In the US, the law provides the FDA with a degree of discretion over how it enables biosimilar developers to demonstrate biosimilarity. However, guidance it issued in 2015, while not binding, effectively recognised carrying out clinical comparability studies as a necessary part of that process, with the onus on developers to provide scientific evidence to justify a departure from that approach.

Now, however, in draft new guidance it has issued, the FDA has shifted its position (7-page / 241KB PDF), outlining how biosimilar developers can demonstrate biosimilarity without necessarily having to undertake a clinical comparability study.

According to the FDA, if the comparative analytical assessment (CAA) developers carry out “supports a demonstration that the proposed biosimilar is highly similar to its reference product” then demonstrating biosimilarity may be possible by undertaking an “appropriately designed human pharmacokinetic similarity study and an assessment of immunogenicity” – without the need to also complete a clinical comparability study. It will depend, it said, on whether those other assessments provide data “sufficient to evaluate whether there are clinically meaningful differences between the proposed biosimilar and the reference product in terms of safety, purity, and potency”.

Where the “streamlined approach” is justified, the FDA said the adequacy of the data advanced in support of claims of biosimilarity “would be evaluated based on the totality of the evidence submitted in the biologics license application”.

The FDA has updated its guidance after acknowledging changes in scientific practices over the past 10 years and its own “significant experience” gained in “evaluating data from comparative analytical and clinical studies”.

In July, biosimilar developer Formycon announced it had stopped recruiting patients for a phase three clinical trial in relation to a biosimilar it is developing to compete with the blockbuster cancer drug Keytruda, its pembrolizumab biosimilar FYB206, after receiving positive feedback from the FDA on its plans to “demonstrate the therapeutic comparability of [pembrolizumab biosimilar FYB206] with …Keytrudabased on comprehensive analytical data and data from the [pharmacokinetic] study” it had run in Europe.

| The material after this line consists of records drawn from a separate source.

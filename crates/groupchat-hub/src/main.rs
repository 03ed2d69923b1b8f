use anyhow::Context;
use clap::Parser;
use groupchat_hub::ServerConfig;
use std::{
    fs::{File, OpenOptions},
    io,
    net::{IpAddr, SocketAddr},
    path::{Path, PathBuf},
    sync::Arc,
    time::Duration,
};
use tokio::sync::watch;
use tracing::{error, info};
use tracing_subscriber::{
    fmt::writer::{BoxMakeWriter, MakeWriterExt},
    EnvFilter,
};

#[derive(Parser, Debug)]
#[command(name = "groupchat-hub", about = "Tab-delimited group chat relay server")]
struct Args {
    /// TCP port to listen on.
    #[arg(value_parser = clap::value_parser!(u16).range(1..))]
    port: u16,
    #[arg(long, default_value = "0.0.0.0")]
    bind: IpAddr,
    #[arg(long, default_value_t = 2)]
    write_timeout: u64,
    #[arg(long, default_value_t = 256, value_parser = clap::value_parser!(u32).range(1..))]
    queue_capacity: u32,
    #[arg(long, default_value_t = 30)]
    handshake_timeout: u64,
    /// Milliseconds given to sessions and the dispatcher to drain on shutdown.
    #[arg(long, default_value_t = 500)]
    shutdown_grace: u64,
    #[arg(long, default_value_t = false)]
    debug: bool,
    /// Also append logs to `groupchat-hub-<port>.log` in this directory.
    /// Falls back to `GROUPCHAT_LOG_DIR`.
    #[arg(long)]
    log_dir: Option<PathBuf>,
}

struct Settings {
    server: ServerConfig,
    log_level: String,
    log_file: Option<PathBuf>,
}

#[tokio::main]
async fn main() -> anyhow::Result<()> {
    let settings = load_settings();
    init_logging(&settings);

    let (shutdown_tx, shutdown_rx) = watch::channel(false);
    tokio::spawn(async move {
        if tokio::signal::ctrl_c().await.is_ok() {
            info!(event = "hub_signal", signal = "ctrl_c");
        }
        let _ = shutdown_tx.send(true);
    });

    let addr = settings.server.bind_addr;
    groupchat_hub::run(settings.server, shutdown_rx)
        .await
        .map_err(|err| {
            error!(event = "hub_error", error = %err);
            err
        })
        .with_context(|| format!("chat hub on {addr} failed"))
}

fn load_settings() -> Settings {
    let args = Args::parse();
    let mut server = ServerConfig::new(SocketAddr::new(args.bind, args.port));
    server.write_timeout = Duration::from_secs(args.write_timeout);
    server.handshake_timeout = Duration::from_secs(args.handshake_timeout);
    server.queue_capacity = args.queue_capacity as usize;
    server.shutdown_grace = Duration::from_millis(args.shutdown_grace);

    let debug = args.debug || env_true("GROUPCHAT_HUB_DEBUG");
    let log_dir = args.log_dir.or_else(|| non_empty_env("GROUPCHAT_LOG_DIR").map(PathBuf::from));
    Settings {
        log_level: log_level(debug, non_empty_env("GROUPCHAT_LOG_LEVEL")),
        log_file: log_dir.map(|dir| dir.join(format!("groupchat-hub-{}.log", args.port))),
        server,
    }
}

/// `--debug` wins over `GROUPCHAT_LOG_LEVEL`; `RUST_LOG` wins over both.
fn log_level(debug: bool, configured: Option<String>) -> String {
    if debug {
        return "debug".to_string();
    }
    configured.unwrap_or_else(|| "info".to_string())
}

fn init_logging(settings: &Settings) {
    let filter =
        EnvFilter::try_from_default_env().unwrap_or_else(|_| EnvFilter::new(&settings.log_level));
    let writer = match settings.log_file.as_deref().map(open_log_file) {
        Some(Ok(file)) => BoxMakeWriter::new(io::stdout.and(Arc::new(file))),
        Some(Err(err)) => {
            eprintln!("log_file_error: {err}");
            BoxMakeWriter::new(io::stdout)
        }
        None => BoxMakeWriter::new(io::stdout),
    };
    let _ = tracing_subscriber::fmt()
        .with_env_filter(filter)
        .with_writer(writer)
        .try_init();
}

fn open_log_file(path: &Path) -> io::Result<File> {
    if let Some(dir) = path.parent() {
        std::fs::create_dir_all(dir)?;
    }
    OpenOptions::new().create(true).append(true).open(path)
}

fn non_empty_env(key: &str) -> Option<String> {
    std::env::var(key)
        .ok()
        .filter(|value| !value.trim().is_empty())
}

fn env_true(key: &str) -> bool {
    non_empty_env(key).is_some_and(|value| {
        matches!(
            value.trim().to_lowercase().as_str(),
            "1" | "true" | "yes" | "on"
        )
    })
}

In September, academic and entrepreneur Sarfaraz Niazi claimed to have “secured the first-ever FDA acceptance to waive clinical efficacy studies (CESs) for monoclonal antibody biosimilars” for his biosimilar application for the branded drug Stelara. Also known as ustekinumab, Stelara is a biologic product used to treat a range of conditions such as Crohn’s disease and psoriasis.

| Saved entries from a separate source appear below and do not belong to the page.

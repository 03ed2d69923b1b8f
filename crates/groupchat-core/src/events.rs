use chrono::{DateTime, Utc};
use serde::{Deserialize, Serialize};

/// Something a chat client wants to show the user.
#[derive(Debug, Clone, Serialize, Deserialize, PartialEq, Eq)]
#[serde(tag = "type", content = "payload", rename_all = "snake_case")]
pub enum ChatEvent {
    Connected {
        display_name: String,
        users: Vec<String>,
    },
    UserJoined {
        name: String,
    },
    UserLeft {
        name: String,
    },
    MessageReceived {
        name: String,
        text: String,
    },
    SelfMessageSent {
        text: String,
    },
    Disconnected,
    HandshakeError {
        reason: String,
    },
}

impl ChatEvent {
    /// True for events after which the connection will not produce anything else.
    pub fn is_terminal(&self) -> bool {
        matches!(self, ChatEvent::Disconnected | ChatEvent::HandshakeError { .. })
    }
}

#[derive(Debug, Clone, Serialize, Deserialize, PartialEq, Eq)]
pub struct TimedEvent {
    pub timestamp: String,
    #[serde(flatten)]
    pub event: ChatEvent,
}

impl TimedEvent {
    pub fn now(event: ChatEvent) -> Self {
        Self::at(Utc::now(), event)
    }

    pub fn at(at: DateTime<Utc>, event: ChatEvent) -> Self {
        Self {
            timestamp: at.to_rfc3339(),
            event,
        }
    }

    pub fn to_json_line(&self) -> serde_json::Result<String> {
        serde_json::to_string(self)
    }
}

#[cfg(test)]
mod tests {
    use super::*;
    use chrono::TimeZone;

    fn fixed_time() -> DateTime<Utc> {
        Utc.timestamp_millis_opt(1_708_995_600_000)
            .single()
            .expect("valid timestamp")
    }

    #[test]
    fn json_lines_carry_type_and_payload() {
        let line = TimedEvent::at(
            fixed_time(),
            ChatEvent::MessageReceived {
                name: "alice".to_string(),
                text: "hello".to_string(),
            },
        )
        .to_json_line()
        .expect("serialize");
        let value: serde_json::Value = serde_json::from_str(&line).expect("parse");
        assert_eq!(value["type"], "message_received");
        assert_eq!(value["payload"]["name"], "alice");
        assert_eq!(value["payload"]["text"], "hello");
        assert_eq!(value["timestamp"], "2024-02-27T01:00:00+00:00");

        let parsed: TimedEvent = serde_json::from_str(&line).expect("parse back");
        assert_eq!(
            parsed.event,
            ChatEvent::MessageReceived {
                name: "alice".to_string(),
                text: "hello".to_string(),
            }
        );
    }

    #[test]
    fn unit_variant_has_no_payload() {
        let line = TimedEvent::at(fixed_time(), ChatEvent::Disconnected)
            .to_json_line()
            .expect("serialize");
        let value: serde_json::Value = serde_json::from_str(&line).expect("parse");
        assert_eq!(value["type"], "disconnected");
        assert!(value.get("payload").is_none());
        assert!(ChatEvent::Disconnected.is_terminal());
        assert!(!ChatEvent::UserLeft {
            name: "bob".to_string()
        }
        .is_terminal());
    }
}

The FDA’s updated position aligns with that of other major medicines regulators in Europe.

In 2021, the Medicines and Healthcare Regulatory Authority (MHRA) in the UK updated its guidance to recognise that conducting comparative efficacy studies will not always be necessary if there are other sound scientific ways of demonstrating biosimilarity. That move allows biosimilar manufacturers to rely more heavily on comparative analytical and functional data, as well as what is known from clinical experience and quality attributes of the originator biologics product, to meet their regulatory requirements.

As Pinsent Masons reported in April this year, the European Medicines Agency (EMA) has also said that biosimilar manufacturers may not always need to undertake clinical comparability studies to obtain marketing authorisation for their products. The EMA has backed “a tailored approach” to demonstrating biosimilarity, stating that clinical comparability studies may not be necessary for “biosimilars that can be thoroughly characterised and have shown high similarity on an analytical and in vitro pharmacology level”. However, the EMA’s comments were set out in a draft ‘reflections’ paper, which does not constitute formal guidance.

“The MHRA has led the way in this field, demonstrating the scientifically rigorous and innovative approaches for which it is known,” said Catherine Drew of Pinsent Masons

“The latest guidance from the FDA indicates that international regulatory alignment is proceeding at pace, which can only be a good thing for originators and biosimilar manufacturers alike. It can help with reducing the regulatory burden when seeking to bring medicinal products to market in multiple geographical markets. The MHRA has its own ‘international recognition procedure’ wherein it is able to take into account the expertise and decision-making of trusted regulatory partners, including the EMA and FDA,” she said.